As a complementary resource to this paper, a personalized spreadsheet that allows the correlation of the data pairs collected in field studies (comfort vote and registered physical variable) from the statistical methods described above is attached, so that another researchers related to this topic can used it extensively in their studies. The personalization of the spreadsheet is based on Visual Basic programming that allows, in addition to processing the data with a couple of clicks, to offer numerically and graphically the neutral value and comfort ranges, according to the variables selected to statistically process the data. Derived from the country where the spreadsheet was developed (Mexico), the presentation language is Spanish. The database, the estimated values and the graphs presented, correspond to the case study described in the results.
Conclusions
The procedure presented is based on statistical methods or models already established and used in different areas of knowledge. Undoubtedly, there are numerous procedures to statistically process a database; however, the one presented here adapts more flexibly to adaptive thermal comfort studies.

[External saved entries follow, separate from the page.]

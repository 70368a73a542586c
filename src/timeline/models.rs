use chrono::{DateTime, Utc};
use serde::{Deserialize, Serialize};
use strum_macros::{AsRefStr, Display, EnumIter, EnumString};
use uuid::Uuid;

use crate::clock::{match_minute_for, GameClock, Half};

/// Side of the pitch an event is credited to
#[derive(
    Debug, Clone, Copy, PartialEq, Eq, Hash, Serialize, Deserialize, Display, EnumString, AsRefStr,
)]
#[serde(rename_all = "snake_case")]
#[strum(serialize_all = "snake_case")]
pub enum Team {
    Home,
    Away,
}

impl TryFrom<String> for Team {
    type Error = strum::ParseError;

    fn try_from(value: String) -> Result<Self, Self::Error> {
        value.parse()
    }
}

impl Team {
    pub fn opponent(self) -> Team {
        match self {
            Team::Home => Team::Away,
            Team::Away => Team::Home,
        }
    }
}

/// Closed set of taggable event kinds
///
/// The snake_case string form is the wire and column representation.
#[derive(
    Debug,
    Clone,
    Copy,
    PartialEq,
    Eq,
    Hash,
    Serialize,
    Deserialize,
    Display,
    EnumString,
    EnumIter,
    AsRefStr,
)]
#[serde(rename_all = "snake_case")]
#[strum(serialize_all = "snake_case")]
pub enum EventType {
    Goal,
    Assist,
    PassSuccess,
    PassFail,
    ShotOnTarget,
    ShotOffTarget,
    FoulCommitted,
    FoulWon,
    YellowCard,
    RedCard,
    Corner,
    Offside,
    BallLoss,
    BallRecovery,
    SubstitutionIn,
    SubstitutionOut,
}

impl EventType {
    /// Goals count as shots for shot timing
    pub fn is_shot(self) -> bool {
        matches!(
            self,
            EventType::ShotOnTarget | EventType::ShotOffTarget | EventType::Goal
        )
    }

    pub fn is_substitution(self) -> bool {
        matches!(self, EventType::SubstitutionIn | EventType::SubstitutionOut)
    }
}

/// A single tagged event. Immutable once created: it can be deleted but never edited.
#[derive(Debug, Clone, PartialEq, Serialize, Deserialize)]
pub struct MatchEvent {
    /// Generated by the recording client so the optimistic row and the stored row share identity
    pub id: Uuid,
    pub match_id: String,
    #[serde(rename = "type")]
    pub event_type: EventType,
    pub team: Team,
    /// None for collective (team-level) events
    pub player_id: Option<String>,
    /// Seconds into the video source when the event was tagged
    pub video_timestamp: f64,
    /// Display cache computed at record time, never recomputed
    pub match_minute: Option<u32>,
    /// Absolute clock value at record time, authoritative for time-based stats
    pub game_seconds: Option<u32>,
    pub half: Option<Half>,
    pub created_at: DateTime<Utc>,
}

impl MatchEvent {
    /// Captures a new event against the current clock reading
    pub fn record(
        match_id: &str,
        event_type: EventType,
        team: Team,
        player_id: Option<String>,
        video_timestamp: f64,
        clock: &GameClock,
    ) -> Self {
        let game_seconds = clock.seconds();

        Self {
            id: Uuid::new_v4(),
            match_id: match_id.to_string(),
            event_type,
            team,
            player_id,
            video_timestamp,
            match_minute: Some(match_minute_for(game_seconds)),
            game_seconds: Some(game_seconds),
            half: Some(clock.half()),
            created_at: Utc::now(),
        }
    }

    /// Game second used for derivations, falling back to the minute cache on legacy rows
    pub fn effective_seconds(&self) -> Option<u32> {
        self.game_seconds.or_else(|| {
            self.match_minute
                .map(|minute| minute.saturating_sub(1).saturating_mul(60))
        })
    }

    pub fn is_goal(&self) -> bool {
        self.event_type == EventType::Goal
    }

    pub fn is_collective(&self) -> bool {
        self.player_id.is_none()
    }
}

According to different thermal comfort studies (Rincón, 2019; González, 2012; Martínez, 2011; Bojórquez, 2010, Gómez et al., 2009; Gómez et al., 2007a; Gómez et al., 2007b; Hernández & Gómez, 2007; Ruíz, 2007), it is possible to identify that the ATSI method, proposed by Gómez et al. (2007b), offers results with greater consistency regarding the thermal sensation and subjects personal behavior, because its causal and phenomenological correspondence with the hygrothermal conditions presented during the evaluation. This consistency is observed with the values obtained in the coefficient of determination and the slope of the line. In addition, with the ATSI method it is possible to estimate the neutral value and two comfort ranges (extensive and reduced) of the analyzed physical variable that, not necessarily, are equidistant from the neutrality value (Bojórquez, 2010).
In this sense, the SLR method also allows estimating the neutral value of the analyzed variable and a comfort range, however, the latter is at the analyst's criteria and is usually modeled equidistant from the neutral value. On the other hand, with the ANSI/ASHRAE 55 (2017) method it is not possible to estimate thermal comfort from data collected in the field, it is only possible to know if the study subjects are, or not, in thermal comfort conditions.

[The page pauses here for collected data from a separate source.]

use async_trait::async_trait;
use axum::{
    extract::{
        ws::{Message, WebSocket},
        Path, State, WebSocketUpgrade,
    },
    response::Response,
};
use futures::stream::StreamExt;
use serde::Serialize;
use std::sync::Arc;
use thiserror::Error;
use tokio::sync::{broadcast, broadcast::error::RecvError, watch};
use tracing::{debug, info, warn};

use crate::console::{MatchConsole, MatchSnapshot};
use crate::event::MatchChange;
use crate::shared::{AppError, AppState};
use crate::stats::MatchStats;

/// Frames pushed to live viewers
#[derive(Debug, Clone, Serialize)]
#[serde(tag = "type", content = "payload", rename_all = "snake_case")]
pub enum LiveFrame {
    Snapshot(MatchSnapshot),
    Change(MatchChange),
    Stats(MatchStats),
}

#[derive(Debug, Error)]
pub enum LiveError {
    #[error("Send failed: {0}")]
    SendFailed(String),

    #[error("Receive failed: {0}")]
    ReceiveFailed(String),

    #[error("Could not encode frame: {0}")]
    Encode(#[from] serde_json::Error),
}

/// The text-frame half of a WebSocket that the live feed needs
#[async_trait]
pub trait FrameSocket: Send {
    async fn send_text(&mut self, text: String) -> Result<(), LiveError>;

    /// Next text frame from the viewer, None once the viewer has gone
    async fn next_inbound(&mut self) -> Result<Option<String>, LiveError>;

    async fn close(&mut self);
}

#[async_trait]
impl FrameSocket for WebSocket {
    async fn send_text(&mut self, text: String) -> Result<(), LiveError> {
        self.send(Message::Text(text))
            .await
            .map_err(|e| LiveError::SendFailed(e.to_string()))
    }

    async fn next_inbound(&mut self) -> Result<Option<String>, LiveError> {
        loop {
            match self.next().await {
                Some(Ok(Message::Text(text))) => return Ok(Some(text)),
                Some(Ok(Message::Close(_))) | None => return Ok(None),
                Some(Ok(_)) => continue, // Ignore binary/ping/pong
                Some(Err(e)) => return Err(LiveError::ReceiveFailed(e.to_string())),
            }
        }
    }

    async fn close(&mut self) {
        let _ = self.send(Message::Close(None)).await;
    }
}

/// Where a live feed takes the viewer's baseline from
#[async_trait]
pub trait SnapshotSource: Send + Sync {
    async fn baseline(&self) -> MatchSnapshot;

    /// Baseline after the feed dropped changes. Sources that cache state
    /// refresh it before answering.
    async fn rebaseline(&self) -> MatchSnapshot {
        self.baseline().await
    }
}

#[async_trait]
impl SnapshotSource for MatchConsole {
    async fn baseline(&self) -> MatchSnapshot {
        self.snapshot().await
    }

    async fn rebaseline(&self) -> MatchSnapshot {
        if let Err(e) = self.resync().await {
            warn!(match_id = %self.match_id(), error = %e, "Resync for live viewer failed");
        }
        self.snapshot().await
    }
}

/// Streams one match to one viewer: a snapshot, then changes and stats as they happen
pub struct LiveFeed {
    match_id: String,
    socket: Box<dyn FrameSocket>,
    changes: broadcast::Receiver<MatchChange>,
    stats: watch::Receiver<MatchStats>,
    source: Arc<dyn SnapshotSource>,
}

impl LiveFeed {
    pub fn new(
        match_id: String,
        socket: Box<dyn FrameSocket>,
        changes: broadcast::Receiver<MatchChange>,
        stats: watch::Receiver<MatchStats>,
        source: Arc<dyn SnapshotSource>,
    ) -> Self {
        Self {
            match_id,
            socket,
            changes,
            stats,
            source,
        }
    }

    /// Runs until the viewer disconnects or the match stream closes.
    ///
    /// `changes` must be subscribed before this is called, so nothing falls
    /// between the baseline snapshot and the first change.
    pub async fn run(mut self) -> Result<(), LiveError> {
        let snapshot = self.source.baseline().await;
        self.socket
            .send_text(encode(&LiveFrame::Snapshot(snapshot))?)
            .await?;

        loop {
            tokio::select! {
                change = self.changes.recv() => {
                    match change {
                        Ok(change) => {
                            self.socket.send_text(encode(&LiveFrame::Change(change))?).await?
                        }
                        Err(RecvError::Lagged(skipped)) => {
                            warn!(
                                match_id = %self.match_id,
                                skipped = skipped,
                                "Live viewer lagged, sending a fresh snapshot"
                            );
                            let snapshot = self.source.rebaseline().await;
                            self.socket
                                .send_text(encode(&LiveFrame::Snapshot(snapshot))?)
                                .await?
                        }
                        Err(RecvError::Closed) => break,
                    }
                }

                changed = self.stats.changed() => {
                    if changed.is_err() {
                        break; // Console gone
                    }
                    let stats = self.stats.borrow_and_update().clone();
                    self.socket.send_text(encode(&LiveFrame::Stats(stats))?).await?
                }

                inbound = self.socket.next_inbound() => {
                    match inbound? {
                        Some(text) => debug!(
                            match_id = %self.match_id,
                            message = %text,
                            "Ignoring message from live viewer"
                        ),
                        None => break,
                    }
                }
            }
        }

        self.socket.close().await;
        Ok(())
    }
}

fn encode(frame: &LiveFrame) -> Result<String, LiveError> {
    Ok(serde_json::to_string(frame)?)
}

/// GET /matches/:match_id/live
pub async fn live_handler(
    ws: WebSocketUpgrade,
    Path(match_id): Path<String>,
    State(state): State<AppState>,
) -> Result<Response, AppError> {
    let managed = state.consoles.get_or_load(&match_id).await?;

    // Subscribe before the feed takes its snapshot so no change falls in between
    let changes = state.store.subscribe(&match_id).await;
    let stats = managed.console.watch_stats();
    let source: Arc<dyn SnapshotSource> = managed.console;

    info!(match_id = %match_id, "Live viewer connecting");
    Ok(ws.on_upgrade(move |socket| async move {
        let feed = LiveFeed::new(match_id.clone(), Box::new(socket), changes, stats, source);
        match feed.run().await {
            Ok(()) => info!(match_id = %match_id, "Live viewer disconnected"),
            Err(e) => warn!(match_id = %match_id, error = %e, "Live feed ended with error"),
        }
    }))
}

In addition, it was observed that the values estimated with the ATSI method are consistent regardless of the comfort vote and the correlated physical variable, while with the other methods, the consistency of the results is limited only to the thermal analysis. Another advantage of the ATSI method is that the comfort ranges limits are not necessarily equidistant from the neutral value; these are periodically adjusted based on the acclimatization that individuals adopt throughout the year. This is probably due to the phenomenological effect that it is possible to represent and interpret with this method, when estimating the comfort ranges with the addition and subtraction of standard deviations who consider the representativeness of the different manifestations of environmental adaptation that the subjects have against the changing conditions of the thermal environment.